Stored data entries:
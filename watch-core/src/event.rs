use tokio::sync::broadcast;

use crate::channel::ChannelName;
use crate::state::Snapshot;

/// Everything the engine tells the outside world about.
#[derive(Debug, Clone, PartialEq, Eq)]
pub enum Event {
    SyncingStarted,
    SyncingEnded,
    SnapshotUpdated(Snapshot),
    StreamWentLive {
        channel: ChannelName,
        display_name: String,
    },
    StreamWentOffline {
        channel: ChannelName,
        display_name: String,
    },
    StreamInfoUpdatedWhileOffline {
        channel: ChannelName,
        display_name: String,
    },
    /// The auto-open preference is on and the channel just went live.
    OpenStream { channel: ChannelName, url: String },
    /// Credentials are missing or were rejected, the user must set them up again.
    AuthFailure(String),
    UpdateAvailable(String),
}

/// Fan-out of engine events to independent subscribers (logger, notifier, UI).
/// A subscriber too slow to keep up loses the oldest events.
#[derive(Debug, Clone)]
pub struct EventBus {
    tx: broadcast::Sender<Event>,
}

impl EventBus {
    pub fn new(capacity: usize) -> Self {
        let (tx, _) = broadcast::channel(capacity);
        EventBus { tx }
    }

    pub fn subscribe(&self) -> broadcast::Receiver<Event> {
        self.tx.subscribe()
    }

    pub fn publish(&self, event: Event) {
        if self.tx.send(event).is_err() {
            log::trace!("No subscriber for engine events");
        }
    }
}

impl Default for EventBus {
    fn default() -> Self {
        EventBus::new(128)
    }
}
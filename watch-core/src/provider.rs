use async_trait::async_trait;

use crate::channel::{ChannelInfo, ChannelName};
use crate::config::Credentials;
use crate::errors::{AuthError, FetchError};

/// The streaming platform as seen by the engine.
#[async_trait]
pub trait Provider: Send + Sync {
    type Token: Send + Sync;

    /// Exchange the application credentials for a bearer token.
    /// Called once per pass, never retried within a pass.
    async fn get_token(&self, credentials: &Credentials) -> Result<Self::Token, AuthError>;

    /// Look up everything known about one channel.
    async fn fetch_channel_info(
        &self,
        channel: &ChannelName,
        token: &Self::Token,
    ) -> Result<ChannelInfo, FetchError>;
}
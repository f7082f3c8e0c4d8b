use std::{
    fs,
    path::{Path, PathBuf},
};

use serde::{Deserialize, Deserializer, Serialize};

use crate::channel::ChannelName;
use crate::errors::ConfigError;

#[derive(Deserialize, Serialize, Clone, PartialEq, Eq, Default)]
#[serde(transparent)]
pub struct Obfuscated(pub String);

impl std::fmt::Debug for Obfuscated {
    fn fmt(&self, f: &mut std::fmt::Formatter<'_>) -> std::fmt::Result {
        f.write_str("<Obfuscated string>")?;
        Ok(())
    }
}

/// Twitch application credentials, used for the client-credentials grant.
#[derive(Debug, Clone, PartialEq, Eq)]
pub struct Credentials {
    pub client_id: String,
    pub client_secret: Obfuscated,
}

#[derive(Debug, Clone, Copy, PartialEq, Eq, Default, Serialize, Deserialize)]
#[serde(rename_all = "lowercase")]
pub enum Theme {
    #[default]
    Dark,
    Light,
}

/// The persisted configuration blob. Read wholesale at startup,
/// written wholesale after every change.
#[derive(Debug, Clone, PartialEq, Eq, Default, Serialize, Deserialize)]
#[serde(rename_all = "camelCase", default)]
pub struct Configuration {
    pub client_id: Option<String>,
    pub client_secret: Option<Obfuscated>,
    #[serde(deserialize_with = "valid_channels")]
    pub channels: Vec<ChannelName>,
    pub debug_mode: bool,
    pub auto_open_streams: bool,
    pub theme: Theme,
    pub initialized: bool,
}

impl Configuration {
    pub fn credentials(&self) -> Option<Credentials> {
        match (&self.client_id, &self.client_secret) {
            (Some(id), Some(secret)) if !id.is_empty() && !secret.0.is_empty() => {
                Some(Credentials {
                    client_id: id.clone(),
                    client_secret: secret.clone(),
                })
            }
            _ => None,
        }
    }

    pub fn contains(&self, name: &ChannelName) -> bool {
        self.channels.contains(name)
    }

    /// Hand edited files may list the same channel twice with different cases.
    fn dedup_channels(&mut self) {
        let mut seen = Vec::with_capacity(self.channels.len());
        self.channels.retain(|c| {
            if seen.contains(c) {
                log::warn!("Channel {} listed more than once in config, ignoring duplicate", c);
                false
            } else {
                seen.push(c.clone());
                true
            }
        });
    }
}

/// Blank entries in a hand edited file are skipped, the rest of the
/// configuration still loads.
fn valid_channels<'de, D>(deserializer: D) -> Result<Vec<ChannelName>, D::Error>
where
    D: Deserializer<'de>,
{
    let raw = Vec::<String>::deserialize(deserializer)?;
    Ok(raw
        .into_iter()
        .filter_map(|name| match ChannelName::parse(&name) {
            Ok(channel) => Some(channel),
            Err(err) => {
                log::warn!("{} in config, ignoring it", err);
                None
            }
        })
        .collect())
}

/// Where the configuration blob lives.
pub trait ConfigStore: Send + Sync {
    /// `Ok(None)` on first run, when nothing was ever saved.
    fn load(&self) -> Result<Option<Configuration>, ConfigError>;

    fn save(&self, config: &Configuration) -> Result<(), ConfigError>;
}

#[derive(Debug, Clone)]
pub struct JsonFileStore {
    path: PathBuf,
}

impl JsonFileStore {
    pub fn new<P>(path: P) -> Self
    where
        P: AsRef<Path>,
    {
        JsonFileStore {
            path: path.as_ref().to_path_buf(),
        }
    }

    pub fn path(&self) -> &Path {
        &self.path
    }

    fn io_error(&self, source: std::io::Error) -> ConfigError {
        ConfigError::Io {
            path: self.path.clone(),
            source,
        }
    }
}

impl ConfigStore for JsonFileStore {
    fn load(&self) -> Result<Option<Configuration>, ConfigError> {
        let raw = match fs::read_to_string(&self.path) {
            Ok(raw) => raw,
            Err(err) if err.kind() == std::io::ErrorKind::NotFound => return Ok(None),
            Err(err) => return Err(self.io_error(err)),
        };
        let mut config: Configuration =
            serde_json::from_str(&raw).map_err(|source| ConfigError::Parse {
                path: self.path.clone(),
                source,
            })?;
        config.dedup_channels();
        Ok(Some(config))
    }

    fn save(&self, config: &Configuration) -> Result<(), ConfigError> {
        let mut buf = Vec::new();
        let formatter = serde_json::ser::PrettyFormatter::with_indent(b"    ");
        let mut ser = serde_json::Serializer::with_formatter(&mut buf, formatter);
        config.serialize(&mut ser)?;

        // write then rename, a crash mid-write must not lose the channel list
        let tmp = self.path.with_extension("json.tmp");
        fs::write(&tmp, &buf).map_err(|e| self.io_error(e))?;
        fs::rename(&tmp, &self.path).map_err(|e| self.io_error(e))?;
        Ok(())
    }
}

#[cfg(test)]
mod test {
    use super::*;
    use pretty_assertions::assert_eq;

    #[test]
    fn test_legacy_config_file() {
        let raw = r#"{
            "clientId": null,
            "clientSecret": null,
            "debugMode": false,
            "channels": ["EpicKittyXP", "epickittyxp", "bob"]
        }"#;
        let dir = tempfile::tempdir().unwrap();
        let path = dir.path().join("config.json");
        std::fs::write(&path, raw).unwrap();

        let config = JsonFileStore::new(&path).load().unwrap().unwrap();
        assert_eq!(
            config,
            Configuration {
                channels: vec![
                    ChannelName::parse("epickittyxp").unwrap(),
                    ChannelName::parse("bob").unwrap(),
                ],
                ..Configuration::default()
            }
        );
        assert_eq!(config.credentials(), None);
    }

    #[test]
    fn test_blank_channels_are_skipped() {
        let raw = r#"{
            "clientId": "abc",
            "clientSecret": "s3cr3t",
            "autoOpenStreams": true,
            "channels": ["", "Bob", "  ", "alice"]
        }"#;
        let dir = tempfile::tempdir().unwrap();
        let path = dir.path().join("config.json");
        std::fs::write(&path, raw).unwrap();

        let config = JsonFileStore::new(&path).load().unwrap().unwrap();
        assert_eq!(
            config.channels,
            vec![
                ChannelName::parse("bob").unwrap(),
                ChannelName::parse("alice").unwrap(),
            ]
        );
        assert!(config.auto_open_streams);
        assert!(config.credentials().is_some());
    }

    #[test]
    fn test_missing_file_is_first_run() {
        let dir = tempfile::tempdir().unwrap();
        let store = JsonFileStore::new(dir.path().join("nope.json"));
        assert_eq!(store.load().unwrap(), None);
    }

    #[test]
    fn test_save_then_load() {
        let dir = tempfile::tempdir().unwrap();
        let store = JsonFileStore::new(dir.path().join("config.json"));
        let config = Configuration {
            client_id: Some("abc".to_string()),
            client_secret: Some(Obfuscated("s3cr3t".to_string())),
            channels: vec![ChannelName::parse("alice").unwrap()],
            auto_open_streams: true,
            theme: Theme::Light,
            initialized: true,
            ..Configuration::default()
        };
        store.save(&config).unwrap();

        let raw = std::fs::read_to_string(store.path()).unwrap();
        assert!(raw.contains("\n    \"clientId\": \"abc\""), "{}", raw);
        assert!(raw.contains("\"theme\": \"light\""), "{}", raw);
        assert_eq!(store.load().unwrap(), Some(config));
    }

    #[test]
    fn test_secret_not_in_debug_output() {
        let creds = Credentials {
            client_id: "abc".to_string(),
            client_secret: Obfuscated("s3cr3t".to_string()),
        };
        assert!(!format!("{:?}", creds).contains("s3cr3t"));
    }
}
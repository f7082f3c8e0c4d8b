use async_trait::async_trait;
use parking_lot::Mutex;

use crate::event::{Event, EventBus};

/// Source of the latest released version.
#[async_trait]
pub trait UpdateChecker: Send + Sync {
    /// `Ok(None)` when nothing was released yet.
    async fn latest_version(&self) -> anyhow::Result<Option<String>>;
}

/// Announces each newer release once.
pub struct UpdateWatch {
    checker: Box<dyn UpdateChecker>,
    current: String,
    announced: Mutex<Option<String>>,
}

impl UpdateWatch {
    pub fn new(checker: Box<dyn UpdateChecker>, current: &str) -> Self {
        UpdateWatch {
            checker,
            current: strip_prefix(current).to_string(),
            announced: Mutex::new(None),
        }
    }

    pub async fn check(&self, events: &EventBus) {
        let latest = match self.checker.latest_version().await {
            Ok(Some(latest)) => strip_prefix(&latest).to_string(),
            Ok(None) => return,
            Err(err) => {
                log::warn!("Update check failed: {:#}", err);
                return;
            }
        };

        if !is_newer(&self.current, &latest) {
            log::debug!("Running version {} is up to date", self.current);
            return;
        }

        let mut announced = self.announced.lock();
        if announced.as_deref() == Some(latest.as_str()) {
            return;
        }
        log::info!("New version available: {}", latest);
        *announced = Some(latest.clone());
        events.publish(Event::UpdateAvailable(latest));
    }
}

fn strip_prefix(version: &str) -> &str {
    let version = version.trim();
    version
        .strip_prefix('v')
        .or_else(|| version.strip_prefix('V'))
        .unwrap_or(version)
}

/// Numeric comparison of dotted versions, `1.10.0` is newer than `1.9.3`.
/// Pre-release suffixes (`-beta.1`) are ignored, missing components count as 0.
pub fn is_newer(current: &str, candidate: &str) -> bool {
    fn parts(version: &str) -> Vec<u64> {
        strip_prefix(version)
            .split(|c| c == '-' || c == '+')
            .next()
            .unwrap_or_default()
            .split('.')
            .map(|p| p.parse().unwrap_or(0))
            .collect()
    }

    let (current, candidate) = (parts(current), parts(candidate));
    let len = current.len().max(candidate.len());
    for i in 0..len {
        let a = current.get(i).copied().unwrap_or(0);
        let b = candidate.get(i).copied().unwrap_or(0);
        if a != b {
            return b > a;
        }
    }
    false
}

#[cfg(test)]
mod test {
    use super::*;

    #[test]
    fn test_is_newer() {
        assert!(is_newer("1.0.0", "1.0.1"));
        assert!(is_newer("1.9.3", "1.10.0"), "components are numbers, not text");
        assert!(is_newer("v1.2", "1.2.1"));
        assert!(!is_newer("1.2.0", "1.2"), "missing components count as zero");
        assert!(!is_newer("2.0.0", "1.99.99"));
        assert!(!is_newer("1.2.0", "v1.2.0-beta.1"));
    }
}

__Task description__:
Restate word for word only the lines above from the line containing "fn strip_prefix(version: &str)" to the line containing "count as 0.", both of them included.

__Task solution__:
fn strip_prefix(version: &str) -> &str {
    let version = version.trim();
    version
        .strip_prefix('v')
        .or_else(|| version.strip_prefix('V'))
        .unwrap_or(version)
}

/// Numeric comparison of dotted versions, `1.10.0` is newer than `1.9.3`.
/// Pre-release suffixes (`-beta.1`) are ignored, missing components count as 0.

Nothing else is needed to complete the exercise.